End of life protection
After a device is disposed of, the Dumpster becomes the greatest risk. Depending on the sensitivity of the data on the drive, IT managers can rely on anything from low-cost manual processes and commercial software to physical destruction to be sure no data can be taken from a disposed-of device.
As most IT managers know, simply reformatting a hard drive just erases the directory information that indicates where data is stored, but doesn't erase the data itself, says Kocher. A wide variety of tools, ranging from freeware and shareware to commercial software do an effective job wiping data from hard drives. Just completely filling a drive with meaningless data does "a reasonably good job of erasing the content," says Kocher. Some users pass a powerful magnet over a disk drive (or magnetic tapes) to scramble the magnetic orientation of bits and bytes that stores the actual data on the media in a process known as degaussing.
For data whose loss would be catastrophic, the ultimate step is to physically destroy the drive, including the magnetic platters that hold the data. NextPhase can reduce hard drive platters to fragments of a quarter inch or less. That's the minimum size, says Adam, from which a really determined expert could still retrieve data. "We call it disintegrating, as opposed to shredding," he says. "It comes out looking like cereal." The cost of such destruction: $4 to $15, depending on whether the customer wants NextPhase to record the serial number of the drive and document its destruction.
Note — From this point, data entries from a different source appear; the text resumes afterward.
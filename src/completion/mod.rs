//! Chat completion grounded on a stored record.
//!
//! This path is not part of scheduled ingestion; it answers a question using one record from
//! the startup cache as assistant context, the same way the embedding adapter talks to the
//! OpenAI API directly over HTTP.

use crate::config::Config;
use crate::http::{build_client, failure_parts, format_endpoint, normalize_base_url};
use crate::pinecone::IndexMatch;
use async_trait::async_trait;
use reqwest::{Client, StatusCode};
use serde::Deserialize;
use serde_json::json;
use thiserror::Error;

/// Prompt used when the caller does not supply one.
pub const DEFAULT_PROMPT: &str = "You are given context extracted from ingested documents. \
Answer using only that context and say so when it does not contain the answer.";

/// Errors surfaced while requesting a completion.
#[derive(Debug, Error)]
pub enum CompletionClientError {
    /// Prompt or question was empty; no request was sent.
    #[error("Input prompt must be a non-empty string")]
    InvalidInput,
    /// Client could not be constructed from the supplied settings.
    #[error("Completion client misconfigured: {0}")]
    Misconfigured(String),
    /// HTTP layer failed before receiving a response.
    #[error("HTTP request failed: {0}")]
    Http(#[from] reqwest::Error),
    /// Provider returned an error response.
    #[error("Unexpected completion response ({status}): {body}")]
    UnexpectedStatus {
        /// HTTP status returned by the provider.
        status: StatusCode,
        /// Body payload associated with the failing response.
        body: String,
    },
}

/// Request passed to the completion provider.
#[derive(Debug, Clone)]
pub struct CompletionRequest {
    /// Instructions sent as the first user message.
    pub prompt: String,
    /// Question sent after the context.
    pub ask: String,
    /// Record whose vector is sent as assistant context.
    pub context: IndexMatch,
}

/// Interface implemented by chat completion providers.
#[async_trait]
pub trait CompletionClient: Send + Sync {
    /// Return the model's answer, or `None` when the model produced nothing usable.
    async fn create_completion(
        &self,
        request: CompletionRequest,
    ) -> Result<Option<String>, CompletionClientError>;
}

/// Completion client backed by the OpenAI chat completions endpoint.
pub struct OpenAiCompletionClient {
    http: Client,
    base_url: String,
    api_key: String,
    model: String,
}

impl OpenAiCompletionClient {
    /// Validate credentials and build the HTTP client.
    pub fn authorize(config: &Config) -> Result<Self, CompletionClientError> {
        if config.openai_api_key.trim().is_empty() {
            return Err(CompletionClientError::Misconfigured(
                "OpenAI API key is not set".into(),
            ));
        }
        let base_url = normalize_base_url(&config.openai_base_url)
            .map_err(CompletionClientError::Misconfigured)?;
        let http = build_client("completion", config.embedding_timeout)?;

        Ok(Self {
            http,
            base_url,
            api_key: config.openai_api_key.clone(),
            model: config.completion_model.clone(),
        })
    }
}

#[derive(Debug, Deserialize)]
struct ChatResponse {
    #[serde(default)]
    choices: Vec<ChatChoice>,
}

#[derive(Debug, Deserialize)]
struct ChatChoice {
    message: ChatMessage,
}

#[derive(Debug, Deserialize)]
struct ChatMessage {
    #[serde(default)]
    content: Option<String>,
}

fn context_content(context: &IndexMatch) -> String {
    context
        .values
        .iter()
        .map(f32::to_string)
        .collect::<Vec<_>>()
        .join(",")
}

#[async_trait]
impl CompletionClient for OpenAiCompletionClient {
    async fn create_completion(
        &self,
        request: CompletionRequest,
    ) -> Result<Option<String>, CompletionClientError> {
        if request.prompt.trim().is_empty() || request.ask.trim().is_empty() {
            return Err(CompletionClientError::InvalidInput);
        }

        let payload = json!({
            "model": self.model,
            "messages": [
                { "role": "user", "content": request.prompt },
                { "role": "assistant", "content": context_content(&request.context) },
                { "role": "user", "content": request.ask },
            ],
            "temperature": 1,
        });

        let response = self
            .http
            .post(format_endpoint(&self.base_url, "chat/completions"))
            .bearer_auth(&self.api_key)
            .json(&payload)
            .send()
            .await?;

        if !response.status().is_success() {
            let (status, body) = failure_parts(response).await;
            let error = CompletionClientError::UnexpectedStatus { status, body };
            tracing::error!(error = %error, "Error while fetching completion");
            return Err(error);
        }

        let body: ChatResponse = response.json().await?;
        let content = body
            .choices
            .into_iter()
            .next()
            .and_then(|choice| choice.message.content)
            .map(|content| content.trim().to_string())
            .unwrap_or_default();

        if content.is_empty() || content.to_lowercase().contains("error") {
            tracing::warn!(content = %content, "Completion returned no usable answer");
            return Ok(None);
        }

        Ok(Some(content))
    }
}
The company can also destroy PDAs and personal communicators such as BlackBerries.
When it comes to USB or flash drives, filling the device with junk data and deleting it is enough to stop a casual hacker, says Kocher, but a more sophisticated adversary might be able to find data in a memory sector that is marked as bad or that is stored as part of the error-correction code in the device. Physical destruction may not be the ultimate answer for discarded flash drives, he says, because the chip within the drive that holds the data is quite small and might escape even a thorough shredding.
Before disposing of server hard drives that held sensitive information, Fuhler uses a commercial product to erase data from them. Before disposing of the RAID arrays, he "scrambles" the physical location of the hard drives that make any surviving partition tables useless. He then reformats the RAID array and reinstalls the operating system to prepare it for the next agency within state government that will use the array.
The human factor
Whatever you do to prevent Dumpster-diving, any security policy that gets in the way of users doing their jobs simply won't work, says Richard Stone, vice president of marketing at Credant Technologies, a mobile data protection software vendor in Addison, Texas. "A security process that says 'don't plug in USB drives' is not realistic," he says. A realistic policy, he argues, is one that allows users only to attach USB drives to devices that are protected by control software such as Credant's.
Finally, says Kocher, "the most important thing isn't even technology." Rather, he says, "it's making sure you hire people you trust and you educate them properly." He points out that 40 percent of security breaches are caused by current or former employees rather than outside hackers. And if malicious employees have access to sensitive data, he says, "there's not really any technical solution you can rely on to ensure nothing bad ever happens."
In other words, no matter how finely you shred your old hard drives, he says, "if you have a culture where employees are unhappy, that is a security threat."